Tony Perkins, head of the FRC and a past critic of McCain, said his speech will be “well-received by millions of Americans alarmed by activist judges who undermine the rule of law by legislating from the bench.

“We applaud Sen. McCain for his support of federal judges who will apply the U.S. Constitution,” Perkins said in a statement. “He is correct in criticizing both federal judges who presume to ‘make law instead of apply it’ and the obstructionist Senate Democratic leaders who continue to deny hearings to well-qualified judicial nominees.”

House Republican Leader Rep. John Boeher (Ohio) also applauded McCain’s remarks.
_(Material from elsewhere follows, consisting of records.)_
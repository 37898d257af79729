// lifecycle.rs — GoalEngine: goal creation, proof intake and queries.
//
// The engine owns no goal state of its own. Every decision that depends on
// stored state (balance covers stake, goal is still active) is made inside
// a single store call, so concurrent engines sharing one store cannot
// interleave a check with someone else's write.

use std::sync::Arc;

use chrono::{DateTime, Utc};
use pledge_ledger::{
    ChatIdentity, Goal, GoalId, GoalStatus, GroupId, LedgerError, LedgerStore, NewGoal, User,
    UserId,
};
use serde::Serialize;

use crate::clock::{Clock, SystemClock};
use crate::error::EngineError;
use crate::events::{EventDispatcher, PledgeEvent};

/// Balance and open-goal summary for one user.
#[derive(Debug, Clone, PartialEq, Eq, Serialize)]
pub struct UserStats {
    pub user_id: UserId,
    pub display_name: String,
    pub balance: i64,
    pub active_goals: usize,
}

/// Entry point for every goal operation.
pub struct GoalEngine<S> {
    store: Arc<S>,
    events: EventDispatcher,
    clock: Arc<dyn Clock>,
}

impl<S: LedgerStore> GoalEngine<S> {
    pub fn new(store: Arc<S>) -> Self {
        Self {
            store,
            events: EventDispatcher::new(),
            clock: Arc::new(SystemClock),
        }
    }

    pub fn with_clock(mut self, clock: Arc<dyn Clock>) -> Self {
        self.clock = clock;
        self
    }

    pub fn with_events(mut self, events: EventDispatcher) -> Self {
        self.events = events;
        self
    }

    pub fn store(&self) -> &S {
        &self.store
    }

    pub fn now(&self) -> DateTime<Utc> {
        self.clock.now()
    }

    pub(crate) fn emit(&self, event: PledgeEvent) {
        self.events.dispatch(&event);
    }

    /// Get-or-create the user behind `identity` and record that they are
    /// part of `group`. The transport calls this for every inbound message.
    pub fn register_member(
        &self,
        identity: ChatIdentity,
        display_name: &str,
        group: GroupId,
    ) -> Result<User, EngineError> {
        let user = self.store.get_or_create_user(identity, display_name)?;
        self.store.add_group_member(group, user.user_id)?;
        Ok(user)
    }

    /// Commit a goal. The balance is checked, not debited.
    pub fn create_goal(&self, new_goal: NewGoal) -> Result<Goal, EngineError> {
        if new_goal.title.trim().is_empty() {
            return Err(EngineError::EmptyText("title"));
        }
        if new_goal.description.trim().is_empty() {
            return Err(EngineError::EmptyText("description"));
        }
        if new_goal.stake <= 0 {
            return Err(EngineError::InvalidStake(new_goal.stake.to_string()));
        }

        let goal = self.store.create_goal(new_goal).map_err(|e| {
            if let LedgerError::InsufficientBalance { .. } = e {
                tracing::warn!("goal rejected: {}", e);
            }
            EngineError::from(e)
        })?;

        tracing::info!(
            goal_id = %goal.goal_id,
            owner = %goal.owner,
            group = %goal.group,
            stake = goal.stake,
            "goal created"
        );
        self.emit(PledgeEvent::goal_created(&goal));
        Ok(goal)
    }

    /// Attach a proof to an active goal and open voting.
    pub fn submit_proof(&self, goal_id: GoalId, proof: &str) -> Result<Goal, EngineError> {
        let proof = proof.trim();
        if proof.is_empty() {
            return Err(EngineError::EmptyText("proof"));
        }

        let goal = self.store.goal(goal_id)?;
        if goal.status != GoalStatus::Active {
            return Err(EngineError::InvalidState {
                goal_id,
                status: goal.status,
                operation: "submit proof for",
            });
        }

        let goal = self
            .store
            .record_proof(goal_id, proof)
            .map_err(|e| state_error(e, "submit proof for"))?;

        tracing::info!(goal_id = %goal.goal_id, "proof submitted, voting open");
        self.emit(PledgeEvent::proof_submitted(&goal));
        Ok(goal)
    }

    pub fn goal(&self, goal_id: GoalId) -> Result<Goal, EngineError> {
        Ok(self.store.goal(goal_id)?)
    }

    /// Goals of `owner` that are active or awaiting votes, earliest deadline first.
    pub fn active_goals_for_owner(&self, owner: UserId) -> Result<Vec<Goal>, EngineError> {
        Ok(self.store.active_goals_for_owner(owner)?)
    }

    /// Goals of `group` that are active or awaiting votes, newest first.
    pub fn active_goals_for_group(&self, group: GroupId) -> Result<Vec<Goal>, EngineError> {
        Ok(self.store.active_goals_for_group(group)?)
    }

    pub fn user_stats(&self, user_id: UserId) -> Result<UserStats, EngineError> {
        let user = self.store.user(user_id)?;
        let active_goals = self.store.active_goals_for_owner(user_id)?.len();
        Ok(UserStats {
            user_id,
            display_name: user.display_name,
            balance: user.balance,
            active_goals,
        })
    }

    /// Administrative credit (or debit, for a negative amount).
    pub fn grant_credits(&self, user_id: UserId, amount: i64) -> Result<User, EngineError> {
        if amount == 0 {
            return Err(EngineError::InvalidStake(amount.to_string()));
        }
        let user = self.store.adjust_balance(user_id, amount)?;
        tracing::info!(user_id = %user_id, amount, balance = user.balance, "credits granted");
        self.emit(PledgeEvent::CreditsGranted {
            user_id,
            amount,
            balance: user.balance,
            timestamp: Utc::now(),
        });
        Ok(user)
    }
}

/// Map a lost compare-and-swap to `InvalidState` for `operation`.
pub(crate) fn state_error(err: LedgerError, operation: &'static str) -> EngineError {
    match err {
        LedgerError::StatusMismatch { goal_id, actual, .. } => EngineError::InvalidState {
            goal_id,
            status: actual,
            operation,
        },
        other => EngineError::from(other),
    }
}
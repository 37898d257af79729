// error.rs — Error types for the goal engine.
//
// Validation failures (deadline, stake, blank text, self-vote) are raised
// before anything is written. Store failures are always propagated.

use pledge_ledger::{GoalId, GoalStatus, LedgerError, UserId};
use thiserror::Error;

/// Errors returned by engine operations.
#[derive(Debug, Error)]
pub enum EngineError {
    /// The stake exceeds the owner's current balance.
    #[error("insufficient balance: have {balance}, need {required}")]
    InsufficientBalance { balance: i64, required: i64 },

    /// The goal is not in the status the operation requires.
    #[error("cannot {operation} goal {goal_id} while it is {status}")]
    InvalidState {
        goal_id: GoalId,
        status: GoalStatus,
        operation: &'static str,
    },

    /// Owners cannot vote on their own goals.
    #[error("owner cannot vote on own goal {0}")]
    SelfVoteForbidden(GoalId),

    /// Only the owner can submit proof for a goal.
    #[error("goal {0} belongs to someone else")]
    NotGoalOwner(GoalId),

    /// Nobody besides the owner can receive the penalty. The goal is left
    /// awaiting votes.
    #[error("no group members to receive the penalty for goal {0}")]
    NoRecipients(GoalId),

    #[error("invalid deadline {0:?}: expected YYYY-MM-DD or a positive number of days")]
    InvalidDeadline(String),

    #[error("invalid stake {0:?}: expected a positive whole number")]
    InvalidStake(String),

    /// A required text field was blank.
    #[error("{0} cannot be empty")]
    EmptyText(&'static str),

    #[error("goal not found: {0}")]
    GoalNotFound(GoalId),

    #[error("user not found: {0}")]
    UserNotFound(UserId),

    /// Penalty transactions exist for a goal that never reached `failed`.
    /// Needs manual reconciliation; never retried.
    #[error("goal {goal_id} has {transactions} penalty transactions but is still awaiting votes")]
    PartialSettlement { goal_id: GoalId, transactions: usize },

    /// Opaque backing-store failure.
    #[error("store failure: {0}")]
    Store(#[source] LedgerError),
}

impl EngineError {
    /// True for failures detected before any mutation, which the caller may
    /// retry with corrected input.
    pub fn is_validation(&self) -> bool {
        matches!(
            self,
            EngineError::InvalidDeadline(_)
                | EngineError::InvalidStake(_)
                | EngineError::EmptyText(_)
                | EngineError::SelfVoteForbidden(_)
                | EngineError::InsufficientBalance { .. }
        )
    }
}

impl From<LedgerError> for EngineError {
    fn from(err: LedgerError) -> Self {
        match err {
            LedgerError::GoalNotFound(id) => EngineError::GoalNotFound(id),
            LedgerError::UserNotFound(id) => EngineError::UserNotFound(id),
            LedgerError::InsufficientBalance {
                balance, required, ..
            } => EngineError::InsufficientBalance { balance, required },
            LedgerError::NoRecipients(id) => EngineError::NoRecipients(id),
            LedgerError::StatusMismatch {
                goal_id, actual, ..
            } => EngineError::InvalidState {
                goal_id,
                status: actual,
                operation: "update",
            },
            other => EngineError::Store(other),
        }
    }
}

#[cfg(test)]
mod tests {
    use super::*;

    #[test]
    fn ledger_errors_map_to_engine_kinds() {
        let id = GoalId::new();
        assert!(matches!(
            EngineError::from(LedgerError::GoalNotFound(id)),
            EngineError::GoalNotFound(g) if g == id
        ));
        assert!(matches!(
            EngineError::from(LedgerError::StatusMismatch {
                goal_id: id,
                expected: GoalStatus::DonePending,
                actual: GoalStatus::Success,
            }),
            EngineError::InvalidState { status: GoalStatus::Success, .. }
        ));
        assert!(matches!(
            EngineError::from(LedgerError::Poisoned),
            EngineError::Store(LedgerError::Poisoned)
        ));
    }

    #[test]
    fn validation_errors_are_flagged() {
        assert!(EngineError::InvalidStake("x".into()).is_validation());
        assert!(EngineError::SelfVoteForbidden(GoalId::new()).is_validation());
        assert!(!EngineError::NoRecipients(GoalId::new()).is_validation());
        assert!(!EngineError::Store(LedgerError::Poisoned).is_validation());
    }
}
“John McCain’s belief that judges should be judges — not policymakers — is shared by every American who believes in a limited, more accountable government,” Boehner said in a statement.

McCain hit his Democratic rivals for voting against the confirmations of both Chief Justice John Roberts and Associate Justice Samuel Alito. He also announced his justice advisory committee, chaired by former Solicitor General Theodore Olson and conservative stalwart Sen. Sam Brownback (R-Kan.).

Howard Dean, chairman of the Democratic National Committee (DNC), harshly criticized McCain’s speech, using it as another opportunity to tie McCain’s “radical, right-wing judicial philosophy” to Bush.

“No matter how far they have gone to restrict our fundamental rights or their clear records of gutting the reforms John McCain claims to care about, he has put loyalty to his party and a radical agenda ahead of the American people,” Dean said in a statement. “When voters see John McCain’s real record, they are not going to elect a radical rubberstamp who voted for every one of President Bush’s activist judges and promises hundreds more just like them.”

Neera Tanden, Sen. Hillary Rodham Clinton’s policy adviser, said the New York Democrat “won’t take lectures on the right way to approach the Constitution from Sen. McCain, who voted for extreme conservative judges like Justice [Clarence] Thomas.

“In an effort to pander to conservative voters, Sen. McCain has signaled his intention to appoint right-wing judges who are committed to rolling back women’s rights and civil rights, elevating the interests of big business over the rights of workers and consumers, affirming executive branch power grabs, and undermining our common core freedoms,” Tanden said in a statement.

Sen. Barack Obama’s (D-Ill.) campaign also criticized the speech, saying McCain’s “Straight Talk Express took another sharp right turn.

“Barack Obama has always believed that our courts should stand up for social and economic justice, and what’s truly elitist is to appoint judges who will protect the powerful and leave ordinary Americans to fend for themselves,” Tommy Vietor, an Obama spokesman, said in a statement.